*WHAT IS EXPECTED*
Would you return the lines between the one holding "repository d955b930a22cc23c" and the one holding "pub fn normalize(raw: &str)", inclusive, and only those, exactly as they stand in the listing below?

*DATA SECTION*
//! Audit events emitted on delivery transitions.

use chrono::{DateTime, Utc};
use serde::{Deserialize, Serialize};

use crate::record::{NotificationCategory, NotificationStatus};

/// A delivery outcome reported to the audit sink.
///
/// Emitted fire-and-forget by the delivery worker on every transition so
/// operators can see delivery history without the worker ever blocking on it.
#[derive(Debug, Clone, PartialEq, Serialize, Deserialize)]
pub struct DeliveryEvent {
    /// Id of the notification record.
    pub record_id: String,
    /// Canonical phone the message was addressed to.
    pub phone: String,
    /// Notification category.
    pub category: NotificationCategory,
    /// Status the record transitioned to.
    pub status: NotificationStatus,
    /// Attempts made when the event was emitted.
    pub attempts: i64,
    /// Failure reason, if the transition was a failure.
    pub error: Option<String>,
    /// When the transition happened.
    pub timestamp: DateTime<Utc>,
}

impl DeliveryEvent {
    /// Build an event for a record that just reached `status`.
    pub fn new(
        record_id: impl Into<String>,
        phone: impl Into<String>,
        category: NotificationCategory,
        status: NotificationStatus,
        attempts: i64,
        error: Option<String>,
    ) -> Self {
        Self {
            record_id: record_id.into(),
            phone: phone.into(),
            category,
            status,
            attempts,
            error,
            timestamp: Utc::now(),
        }
    }
}
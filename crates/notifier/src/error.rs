//! Error types for the delivery engine.

use avisa_database::DatabaseError;
use notify_core::TransportError;
use templates::TemplateError;
use thiserror::Error;

/// Errors that can occur in the delivery engine.
#[derive(Debug, Error)]
pub enum NotifyError {
    /// A phone number could not be normalized to canonical form.
    #[error("invalid phone number: {0:?}")]
    InvalidPhone(String),

    /// Template lookup or rendering failed.
    #[error("template error: {0}")]
    Template(#[from] TemplateError),

    /// Database error.
    #[error("database error: {0}")]
    Database(#[from] DatabaseError),

    /// Transport error.
    #[error("transport error: {0}")]
    Transport(#[from] TransportError),

    /// Subscriber store error during a due-date scan.
    #[error("subscriber store error: {0}")]
    Store(String),

    /// Invalid configuration.
    #[error("Invalid configuration: {0}")]
    Config(String),
}

/// Result type for delivery engine operations.
pub type Result<T> = std::result::Result<T, NotifyError>;
//! Audit sink implementations.
//!
//! The delivery worker reports transitions through [`notify_core::AuditSink`]
//! without ever blocking on the report. [`ChannelAudit`] is the production
//! sink: events go through an unbounded channel to a background task that
//! writes the delivery log.

use avisa_database::{delivery_log, Database};
use notify_core::{AuditSink, DeliveryEvent};
use tokio::sync::mpsc;
use tokio::task::JoinHandle;
use tracing::{info, warn};

/// Audit sink that persists events to the `delivery_log` table.
#[derive(Clone)]
pub struct ChannelAudit {
    tx: mpsc::UnboundedSender<DeliveryEvent>,
}

impl ChannelAudit {
    /// Spawn the background writer. The task drains remaining events and
    /// exits once every [`ChannelAudit`] handle is dropped.
    pub fn spawn(db: Database) -> (Self, JoinHandle<()>) {
        let (tx, mut rx) = mpsc::unbounded_channel::<DeliveryEvent>();
        let handle = tokio::spawn(async move {
            while let Some(event) = rx.recv().await {
                if let Err(e) = delivery_log::insert(db.pool(), &event).await {
                    warn!("Failed to write delivery log entry: {}", e);
                }
            }
        });
        (Self { tx }, handle)
    }
}

impl AuditSink for ChannelAudit {
    fn record(&self, event: DeliveryEvent) {
        if self.tx.send(event).is_err() {
            warn!("Delivery log writer is gone, dropping audit event");
        }
    }
}

/// Audit sink that only emits tracing events.
#[derive(Debug, Clone, Default)]
pub struct TracingAudit;

impl AuditSink for TracingAudit {
    fn record(&self, event: DeliveryEvent) {
        info!(
            "Delivery event: {} -> {} (attempts: {})",
            event.record_id, event.status, event.attempts
        );
    }
}

/// Audit sink that discards everything.
#[derive(Debug, Clone, Default)]
pub struct NullAudit;

impl AuditSink for NullAudit {
    fn record(&self, _event: DeliveryEvent) {}
}

#[cfg(test)]
mod tests {
    use super::*;
    use notify_core::{NotificationCategory, NotificationStatus};

    #[tokio::test]
    async fn channel_audit_persists_events() {
        let db = Database::connect_with_pool_size("sqlite::memory:", 1)
            .await
            .unwrap();
        db.migrate().await.unwrap();

        let (audit, writer) = ChannelAudit::spawn(db.clone());
        audit.record(DeliveryEvent::new(
            "rec-1",
            "5511999998888",
            NotificationCategory::DueToday,
            NotificationStatus::Delivered,
            1,
            None,
        ));
        audit.record(DeliveryEvent::new(
            "rec-2",
            "5511999997777",
            NotificationCategory::Billing,
            NotificationStatus::Failed,
            3,
            Some("gateway 500".to_string()),
        ));

        // Closing the channel lets the writer drain and exit.
        drop(audit);
        writer.await.unwrap();

        let rows = delivery_log::list_recent(db.pool(), 10).await.unwrap();
        assert_eq!(rows.len(), 2);
        assert_eq!(rows[0].record_id, "rec-2");
        assert_eq!(rows[1].record_id, "rec-1");
    }
}
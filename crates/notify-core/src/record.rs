//! The notification record and its state machine.

use chrono::{DateTime, Utc};
use serde::{Deserialize, Serialize};
use std::fmt;
use std::str::FromStr;
use uuid::Uuid;

/// Default ceiling on delivery attempts per record.
pub const DEFAULT_MAX_ATTEMPTS: i64 = 3;

/// The kind of notification being sent. Determines template selection and
/// default queue priority.
#[derive(Debug, Clone, Copy, PartialEq, Eq, Hash, Serialize, Deserialize)]
#[serde(rename_all = "snake_case")]
pub enum NotificationCategory {
    /// Plan expires in exactly 2 days.
    DueIn2Days,
    /// Plan expires tomorrow.
    DueIn1Day,
    /// Plan expires today.
    DueToday,
    /// Plan expired yesterday.
    Overdue1Day,
    /// Plan was renewed.
    Renewal,
    /// New subscriber greeting.
    Welcome,
    /// Payment/billing reminder outside the due-date buckets.
    Billing,
    /// Promotional broadcast.
    Promotional,
    /// Operator-provided free-form message.
    Custom,
}

impl NotificationCategory {
    /// All categories, in template-table order.
    pub const ALL: [NotificationCategory; 9] = [
        NotificationCategory::DueIn2Days,
        NotificationCategory::DueIn1Day,
        NotificationCategory::DueToday,
        NotificationCategory::Overdue1Day,
        NotificationCategory::Renewal,
        NotificationCategory::Welcome,
        NotificationCategory::Billing,
        NotificationCategory::Promotional,
        NotificationCategory::Custom,
    ];

    /// Stable string form used in the database and in audit events.
    pub fn as_str(&self) -> &'static str {
        match self {
            NotificationCategory::DueIn2Days => "due_in_2_days",
            NotificationCategory::DueIn1Day => "due_in_1_day",
            NotificationCategory::DueToday => "due_today",
            NotificationCategory::Overdue1Day => "overdue_1_day",
            NotificationCategory::Renewal => "renewal",
            NotificationCategory::Welcome => "welcome",
            NotificationCategory::Billing => "billing",
            NotificationCategory::Promotional => "promotional",
            NotificationCategory::Custom => "custom",
        }
    }

    /// Default queue priority: overdue and due-today send first.
    pub fn default_priority(&self) -> i64 {
        match self {
            NotificationCategory::Overdue1Day | NotificationCategory::DueToday => 3,
            NotificationCategory::DueIn1Day | NotificationCategory::Billing => 2,
            _ => 1,
        }
    }
}

impl fmt::Display for NotificationCategory {
    fn fmt(&self, f: &mut fmt::Formatter<'_>) -> fmt::Result {
        f.write_str(self.as_str())
    }
}

impl FromStr for NotificationCategory {
    type Err = String;

    fn from_str(s: &str) -> Result<Self, Self::Err> {
        match s {
            "due_in_2_days" => Ok(NotificationCategory::DueIn2Days),
            "due_in_1_day" => Ok(NotificationCategory::DueIn1Day),
            "due_today" => Ok(NotificationCategory::DueToday),
            "overdue_1_day" => Ok(NotificationCategory::Overdue1Day),
            "renewal" => Ok(NotificationCategory::Renewal),
            "welcome" => Ok(NotificationCategory::Welcome),
            "billing" => Ok(NotificationCategory::Billing),
            "promotional" => Ok(NotificationCategory::Promotional),
            "custom" => Ok(NotificationCategory::Custom),
            other => Err(format!("unknown notification category: {}", other)),
        }
    }
}

/// Delivery status of a queued notification.
///
/// ```text
/// Pending --dequeue--> InFlight --success--> Delivered (terminal)
/// InFlight --failure, attempts < max--> Retrying --scheduled_for elapses--> (eligible again)
/// InFlight --failure, attempts >= max--> Failed (terminal)
/// (restart) InFlight --> Pending
/// ```
#[derive(Debug, Clone, Copy, PartialEq, Eq, Serialize, Deserialize)]
#[serde(rename_all = "snake_case")]
pub enum NotificationStatus {
    Pending,
    InFlight,
    Delivered,
    Retrying,
    Failed,
}

impl NotificationStatus {
    /// Stable string form used in the database.
    pub fn as_str(&self) -> &'static str {
        match self {
            NotificationStatus::Pending => "pending",
            NotificationStatus::InFlight => "in_flight",
            NotificationStatus::Delivered => "delivered",
            NotificationStatus::Retrying => "retrying",
            NotificationStatus::Failed => "failed",
        }
    }

    /// Whether no further transitions may leave this status.
    pub fn is_terminal(&self) -> bool {
        matches!(
            self,
            NotificationStatus::Delivered | NotificationStatus::Failed
        )
    }
}

impl fmt::Display for NotificationStatus {
    fn fmt(&self, f: &mut fmt::Formatter<'_>) -> fmt::Result {
        f.write_str(self.as_str())
    }
}

impl FromStr for NotificationStatus {
    type Err = String;

    fn from_str(s: &str) -> Result<Self, Self::Err> {
        match s {
            "pending" => Ok(NotificationStatus::Pending),
            "in_flight" => Ok(NotificationStatus::InFlight),
            "delivered" => Ok(NotificationStatus::Delivered),
            "retrying" => Ok(NotificationStatus::Retrying),
            "failed" => Ok(NotificationStatus::Failed),
            other => Err(format!("unknown notification status: {}", other)),
        }
    }
}

/// A single outbound notification: the unit of work in the delivery queue.
///
/// The body is fully rendered at enqueue time so that later template edits
/// never mutate in-flight messages, and the subscriber name is denormalized
/// so the queue survives subscriber edits and deletes.
#[derive(Debug, Clone, PartialEq, Serialize, Deserialize)]
pub struct NotificationRecord {
    /// Opaque unique identifier, assigned at creation.
    pub id: String,
    /// Canonical transport-ready phone (`55` + national number).
    pub phone: String,
    /// Display name captured at enqueue time.
    pub subscriber_name: String,
    /// Notification category.
    pub category: NotificationCategory,
    /// Fully rendered message text.
    pub body: String,
    /// Higher sends first.
    pub priority: i64,
    /// Delivery attempts made so far.
    pub attempts: i64,
    /// Ceiling on attempts.
    pub max_attempts: i64,
    /// Current delivery status.
    pub status: NotificationStatus,
    /// Earliest time the record becomes eligible for (another) attempt.
    pub scheduled_for: Option<DateTime<Utc>>,
    /// Last failure reason, if any.
    pub last_error: Option<String>,
    /// Scanner idempotency key; `None` for manual enqueues.
    pub dedupe_key: Option<String>,
    /// Creation time.
    pub created_at: DateTime<Utc>,
    /// Set when the record reaches Delivered.
    pub delivered_at: Option<DateTime<Utc>>,
}

impl NotificationRecord {
    /// Create a fresh Pending record with a generated id and the category's
    /// default priority. `phone` must already be normalized.
    pub fn new(
        phone: impl Into<String>,
        subscriber_name: impl Into<String>,
        category: NotificationCategory,
        body: impl Into<String>,
    ) -> Self {
        Self {
            id: Uuid::new_v4().to_string(),
            phone: phone.into(),
            subscriber_name: subscriber_name.into(),
            category,
            body: body.into(),
            priority: category.default_priority(),
            attempts: 0,
            max_attempts: DEFAULT_MAX_ATTEMPTS,
            status: NotificationStatus::Pending,
            scheduled_for: None,
            last_error: None,
            dedupe_key: None,
            created_at: Utc::now(),
            delivered_at: None,
        }
    }

    /// Attach a scanner idempotency key.
    pub fn with_dedupe_key(mut self, key: impl Into<String>) -> Self {
        self.dedupe_key = Some(key.into());
        self
    }

    /// Override the default priority.
    pub fn with_priority(mut self, priority: i64) -> Self {
        self.priority = priority;
        self
    }
}
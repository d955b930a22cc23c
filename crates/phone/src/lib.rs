//! Brazilian phone number validation and normalization.
//!
//! WhatsApp gateways expect numbers in the canonical `55<national>` form with
//! ASCII digits only. Operators type numbers every way imaginable
//! (`(11) 99999-8888`, `+55 11 99999 8888`, `11999998888`...), so everything
//! that enters the delivery queue goes through [`normalize`] first.
//!
//! Normalization is a pure function: no I/O, fully deterministic, and
//! idempotent over its own output.

/// Brazil's country calling code.
pub const COUNTRY_CODE: &str = "55";

/// Validate and canonicalize a raw phone number.
///
/// Returns `None` when the input cannot be a valid Brazilian number.
///
/// Rules, in order:
/// 1. Strip every non-digit character.
/// 2. Strip a leading `55` country code if present.
/// 3. Accept only 10 digits (landline) or 11 digits (mobile).
/// 4. The area code (first two digits) must be in 11..=99.
/// 5. A 10-digit number whose third digit is 6-9 is a mobile missing the
///    ninth digit; insert a `9` after the area code.
/// 6. Return `55` followed by the national number.
///
/// # Example
///
/// ```
/// assert_eq!(phone::normalize("11-99999-8888").as_deref(), Some("5511999998888"));
/// assert_eq!(phone::normalize("not a phone"), None);
/// ```
pub fn normalize(raw: &str) -> Option<String> {
    let mut digits: String = raw.chars().filter(|c| c.is_ascii_digit()).collect();

    if let Some(national) = digits.strip_prefix(COUNTRY_CODE) {
        // Only treat "55" as a country code when what remains is a plausible
        // national number; "55 3333-4444" is area code 55, not Brazil twice.
        if national.len() >= 10 {
            digits = national.to_string();
        }
    }

    if digits.len() != 10 && digits.len() != 11 {
        return None;
    }

    let area_code: u32 = digits[..2].parse().ok()?;
    if !(11..=99).contains(&area_code) {
        return None;
    }

    // Legacy 8-digit mobile numbers (prefix 6-9) gained a leading 9 in the
    // national numbering plan; landlines (prefix 2-5) stay at 10 digits.
    if digits.len() == 10 && matches!(digits.as_bytes()[2], b'6'..=b'9') {
        digits.insert(2, '9');
    }

    Some(format!("{}{}", COUNTRY_CODE, digits))
}

/// Whether `raw` normalizes to a valid canonical number.
pub fn is_valid(raw: &str) -> bool {
    normalize(raw).is_some()
}
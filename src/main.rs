use std::fs;
use std::io::{self, Write};
use std::path::PathBuf;
use std::{env, process};

use cvv::config::{self, Config, Emit};
use cvv::{CompileError, parser, tokenizer};
use snafu::{ResultExt, Snafu};
use tracing::{debug, info};

#[derive(Debug, Snafu)]
enum AppError {
  #[snafu(display("cannot read '{}': {source}", path.display()))]
  Read { path: PathBuf, source: io::Error },

  #[snafu(display("cannot write '{}': {source}", path.display()))]
  Write { path: PathBuf, source: io::Error },

  #[snafu(display("cannot write to stdout: {source}"))]
  Stdout { source: io::Error },

  #[snafu(display("{source}"))]
  Compile { source: CompileError },
}

fn run(config: &Config) -> Result<(), AppError> {
  let source = fs::read_to_string(&config.input).context(ReadSnafu {
    path: config.input.clone(),
  })?;
  debug!(input = %config.input.display(), bytes = source.len(), "read source");

  let output = match config.emit {
    Emit::Asm => cvv::compile(&source).context(CompileSnafu)?,
    Emit::Tokens => tokenizer::tokenize(&source)
      .context(CompileSnafu)?
      .iter()
      .map(|token| format!("{token}\n"))
      .collect(),
    Emit::Ast => {
      let tokens = tokenizer::tokenize(&source).context(CompileSnafu)?;
      parser::parse(tokens, &source)
        .context(CompileSnafu)?
        .iter()
        .map(|node| format!("{node}\n"))
        .collect()
    }
  };

  match &config.output {
    Some(path) => {
      fs::write(path, output).context(WriteSnafu { path: path.clone() })?;
      info!(output = %path.display(), "wrote output");
    }
    None => io::stdout()
      .write_all(output.as_bytes())
      .context(StdoutSnafu)?,
  }
  Ok(())
}

fn main() {
  tracing_subscriber::fmt()
    .with_writer(io::stderr)
    .with_target(false)
    .with_max_level(config::log_level())
    .init();

  let config = match Config::from_args(env::args().skip(1)) {
    Ok(config) => config,
    Err(err) => {
      eprintln!("{err}");
      process::exit(1);
    }
  };

  if let Err(err) = run(&config) {
    eprintln!("{err}");
    process::exit(1);
  }
}
//! Shared error utilities used across the compilation pipeline.
//!
//! Every error is fatal: the first one raised aborts the run. Lexical and
//! syntactic errors point at the offending byte with a caret under the
//! source line; semantic errors name the variables and functions involved.

use std::fmt;

use snafu::Snafu;

pub type CompileResult<T> = Result<T, CompileError>;

/// 1-based line/column of a byte offset in the source.
#[derive(Debug, Clone, Copy, PartialEq, Eq)]
pub struct Location {
  pub line: usize,
  pub column: usize,
}

impl Location {
  pub fn of(source: &str, loc: usize) -> Self {
    let safe_loc = clamp_to_boundary(source, loc);
    let before = &source[..safe_loc];
    let line = before.matches('\n').count() + 1;
    let line_start = before.rfind('\n').map_or(0, |idx| idx + 1);
    let column = source[line_start..safe_loc].chars().count() + 1;
    Self { line, column }
  }
}

impl fmt::Display for Location {
  fn fmt(&self, f: &mut fmt::Formatter<'_>) -> fmt::Result {
    write!(f, "{}:{}", self.line, self.column)
  }
}

#[derive(Debug, Snafu)]
#[snafu(visibility(pub(crate)))]
pub enum CompileError {
  #[snafu(display("{location}: lexical error: {message}\n{snippet}"))]
  Lex {
    location: Location,
    message: String,
    snippet: String,
  },

  #[snafu(display("{location}: syntax error: {message}\n{snippet}"))]
  Syntax {
    location: Location,
    message: String,
    snippet: String,
  },

  #[snafu(display("undefined variable '{name}' in function '{function}'"))]
  UndefinedVariable { name: String, function: String },

  #[snafu(display("variable '{name}' is already declared in this scope of function '{function}'"))]
  DuplicateVariable { name: String, function: String },

  #[snafu(display("function '{name}' is defined more than once"))]
  DuplicateFunction { name: String },

  #[snafu(display(
    "function '{name}' was declared with {expected} parameter(s) but is redeclared with {found}"
  ))]
  ConflictingDeclaration {
    name: String,
    expected: usize,
    found: usize,
  },

  #[snafu(display("function name '{name}' clashes with a generated label or a register"))]
  ReservedFunctionName { name: String },

  #[snafu(display("call to undeclared function '{name}'"))]
  UndefinedFunction { name: String },

  #[snafu(display("function '{name}' takes {expected} argument(s) but {found} were supplied"))]
  ArityMismatch {
    name: String,
    expected: usize,
    found: usize,
  },

  #[snafu(display("'break' outside of a loop in function '{function}'"))]
  BreakOutsideLoop { function: String },

  #[snafu(display("'continue' outside of a loop in function '{function}'"))]
  ContinueOutsideLoop { function: String },

  #[snafu(display("malformed node sequence: {message}"))]
  MalformedNodes { message: String },
}

impl CompileError {
  /// Lexical error anchored at a byte offset in the source.
  pub fn lex_at(source: &str, loc: usize, message: impl Into<String>) -> Self {
    LexSnafu {
      location: Location::of(source, loc),
      message,
      snippet: snippet(source, loc),
    }
    .build()
  }

  /// Syntax error anchored at a byte offset in the source.
  pub fn syntax_at(source: &str, loc: usize, message: impl Into<String>) -> Self {
    SyntaxSnafu {
      location: Location::of(source, loc),
      message,
      snippet: snippet(source, loc),
    }
    .build()
  }

  /// Coarse classification, handy for callers that only care about the stage.
  pub fn stage(&self) -> &'static str {
    match self {
      Self::Lex { .. } => "lexer",
      Self::Syntax { .. } => "parser",
      _ => "codegen",
    }
  }
}

/// Render the source line containing `loc` with a caret beneath it.
fn snippet(source: &str, loc: usize) -> String {
  let safe_loc = clamp_to_boundary(source, loc);
  let line_start = source[..safe_loc].rfind('\n').map_or(0, |idx| idx + 1);
  let line_end = source[safe_loc..]
    .find('\n')
    .map_or(source.len(), |idx| safe_loc + idx);
  let line = source[line_start..line_end].trim_end_matches('\r');
  let char_offset = source[line_start..safe_loc].chars().count();
  format!("{line}\n{}^", " ".repeat(char_offset))
}

fn clamp_to_boundary(source: &str, loc: usize) -> usize {
  let mut safe_loc = loc.min(source.len());
  while !source.is_char_boundary(safe_loc) {
    safe_loc -= 1;
  }
  safe_loc
}

#[cfg(test)]
mod tests {
  use super::*;

  #[test]
  fn location_counts_lines_and_columns_from_one() {
    let source = "int main() {\n  return @;\n}";
    let loc = source.find('@').unwrap();
    assert_eq!(Location::of(source, loc), Location { line: 2, column: 10 });
  }

  #[test]
  fn snippet_points_at_offending_byte() {
    let source = "int x;\nreturn 1 $ 2;";
    let err = CompileError::lex_at(source, source.find('$').unwrap(), "illegal character '$'");
    let rendered = err.to_string();
    assert!(rendered.starts_with("2:10: lexical error: illegal character '$'"));
    assert!(rendered.ends_with("return 1 $ 2;\n         ^"));
  }

  #[test]
  fn location_past_end_is_clamped() {
    let source = "int";
    assert_eq!(Location::of(source, 99), Location { line: 1, column: 4 });
  }
}
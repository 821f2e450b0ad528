//! Flat AST: the parser's output and the code generator's input.
//!
//! Nodes are stored in evaluation order rather than as a tree. Operands come
//! before the operator that consumes them, and control-flow markers bracket
//! the nodes of their bodies, so a single forward pass is enough to emit
//! stack-machine code.

use std::fmt;

/// Prefix operators.
#[derive(Debug, Clone, Copy, PartialEq, Eq)]
pub enum UnaryOp {
  Neg,
  Not,
  Complement,
}

/// Binary operators recognised by the language.
#[derive(Debug, Clone, Copy, PartialEq, Eq)]
pub enum BinaryOp {
  Add,
  Sub,
  Mul,
  Div,
  Eq,
  Ne,
  Lt,
  Le,
  Gt,
  Ge,
}

/// Short-circuit operators. The left operand is tested by a
/// [`Node::LogicalTest`] before the right operand is evaluated, and a
/// [`Node::Logical`] joins both paths after it.
#[derive(Debug, Clone, Copy, PartialEq, Eq)]
pub enum LogicalOp {
  And,
  Or,
}

impl LogicalOp {
  pub fn symbol(self) -> &'static str {
    match self {
      Self::And => "&&",
      Self::Or => "||",
    }
  }
}

impl UnaryOp {
  pub fn symbol(self) -> &'static str {
    match self {
      Self::Neg => "-",
      Self::Not => "!",
      Self::Complement => "~",
    }
  }
}

impl BinaryOp {
  pub fn symbol(self) -> &'static str {
    match self {
      Self::Add => "+",
      Self::Sub => "-",
      Self::Mul => "*",
      Self::Div => "/",
      Self::Eq => "==",
      Self::Ne => "!=",
      Self::Lt => "<",
      Self::Le => "<=",
      Self::Gt => ">",
      Self::Ge => ">=",
    }
  }
}

#[derive(Debug, Clone, PartialEq, Eq)]
pub enum Node {
  /// Function header. Followed by `arity` [`Node::VarDecl`] parameters and,
  /// when `has_body` is set, a `BlockOpen` .. `BlockClose` body.
  Function {
    name: String,
    arity: usize,
    has_body: bool,
  },
  VarDecl {
    name: String,
  },
  Return,
  BlockOpen,
  BlockClose,
  /// Drops the value left by an expression statement.
  Discard,

  LoopLabel,
  LoopTest,
  /// Target of `continue`; the post clause of a `for` follows it.
  LoopNext,
  LoopEnd,
  Break,
  Continue,

  IfCondition,
  IfBody,
  IfEnd,

  Constant(i32),
  VarRef {
    name: String,
  },
  Assign {
    name: String,
  },
  Unary(UnaryOp),
  Binary(BinaryOp),
  LogicalTest(LogicalOp),
  Logical(LogicalOp),
  TernaryQuestion,
  TernaryColon,
  TernaryEnd,
  Call {
    name: String,
    argc: usize,
  },
}

impl Node {
  pub fn var_decl(name: impl Into<String>) -> Self {
    Self::VarDecl { name: name.into() }
  }

  pub fn var_ref(name: impl Into<String>) -> Self {
    Self::VarRef { name: name.into() }
  }

  pub fn assign(name: impl Into<String>) -> Self {
    Self::Assign { name: name.into() }
  }

  pub fn call(name: impl Into<String>, argc: usize) -> Self {
    Self::Call {
      name: name.into(),
      argc,
    }
  }
}

impl fmt::Display for Node {
  fn fmt(&self, f: &mut fmt::Formatter<'_>) -> fmt::Result {
    match self {
      Self::Function {
        name,
        arity,
        has_body,
      } => {
        let kind = if *has_body { "definition" } else { "prototype" };
        write!(f, "function {name}/{arity} ({kind})")
      }
      Self::VarDecl { name } => write!(f, "declare {name}"),
      Self::Return => f.write_str("return"),
      Self::BlockOpen => f.write_str("block_open"),
      Self::BlockClose => f.write_str("block_close"),
      Self::Discard => f.write_str("discard"),
      Self::LoopLabel => f.write_str("loop_label"),
      Self::LoopTest => f.write_str("loop_test"),
      Self::LoopNext => f.write_str("loop_next"),
      Self::LoopEnd => f.write_str("loop_end"),
      Self::Break => f.write_str("break"),
      Self::Continue => f.write_str("continue"),
      Self::IfCondition => f.write_str("if_condition"),
      Self::IfBody => f.write_str("if_body"),
      Self::IfEnd => f.write_str("if_end"),
      Self::Constant(value) => write!(f, "constant {value}"),
      Self::VarRef { name } => write!(f, "load {name}"),
      Self::Assign { name } => write!(f, "store {name}"),
      Self::Unary(op) => write!(f, "unary {}", op.symbol()),
      Self::Binary(op) => write!(f, "binary {}", op.symbol()),
      Self::LogicalTest(op) => write!(f, "test {}", op.symbol()),
      Self::Logical(op) => write!(f, "logical {}", op.symbol()),
      Self::TernaryQuestion => f.write_str("ternary_question"),
      Self::TernaryColon => f.write_str("ternary_colon"),
      Self::TernaryEnd => f.write_str("ternary_end"),
      Self::Call { name, argc } => write!(f, "call {name}/{argc}"),
    }
  }
}

#[cfg(test)]
mod tests {
  use super::*;

  #[test]
  fn display_is_one_line_per_node() {
    let nodes = [
      Node::Function {
        name: "main".into(),
        arity: 0,
        has_body: true,
      },
      Node::BlockOpen,
      Node::Constant(2),
      Node::LogicalTest(LogicalOp::Or),
      Node::var_ref("a"),
      Node::Logical(LogicalOp::Or),
      Node::Binary(BinaryOp::Add),
      Node::call("f", 1),
      Node::Return,
    ];
    let rendered: Vec<String> = nodes.iter().map(Node::to_string).collect();
    assert_eq!(
      rendered,
      [
        "function main/0 (definition)",
        "block_open",
        "constant 2",
        "test ||",
        "load a",
        "logical ||",
        "binary +",
        "call f/1",
        "return",
      ]
    );
  }
}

*ANSWER TO THE EXERCISE*
repository d955b930a22cc23c
filename crates/phone/src/lib.rs
//! Brazilian phone number validation and normalization.
//!
//! WhatsApp gateways expect numbers in the canonical `55<national>` form with
//! ASCII digits only. Operators type numbers every way imaginable
//! (`(11) 99999-8888`, `+55 11 99999 8888`, `11999998888`...), so everything
//! that enters the delivery queue goes through [`normalize`] first.
//!
//! Normalization is a pure function: no I/O, fully deterministic, and
//! idempotent over its own output.

/// Brazil's country calling code.
pub const COUNTRY_CODE: &str = "55";

/// Validate and canonicalize a raw phone number.
///
/// Returns `None` when the input cannot be a valid Brazilian number.
///
/// Rules, in order:
/// 1. Strip every non-digit character.
/// 2. Strip a leading `55` country code if present.
/// 3. Accept only 10 digits (landline) or 11 digits (mobile).
/// 4. The area code (first two digits) must be in 11..=99.
/// 5. A 10-digit number whose third digit is 6-9 is a mobile missing the
///    ninth digit; insert a `9` after the area code.
/// 6. Return `55` followed by the national number.
///
/// # Example
///
/// ```
/// assert_eq!(phone::normalize("11-99999-8888").as_deref(), Some("5511999998888"));
/// assert_eq!(phone::normalize("not a phone"), None);
/// ```
pub fn normalize(raw: &str) -> Option<String> {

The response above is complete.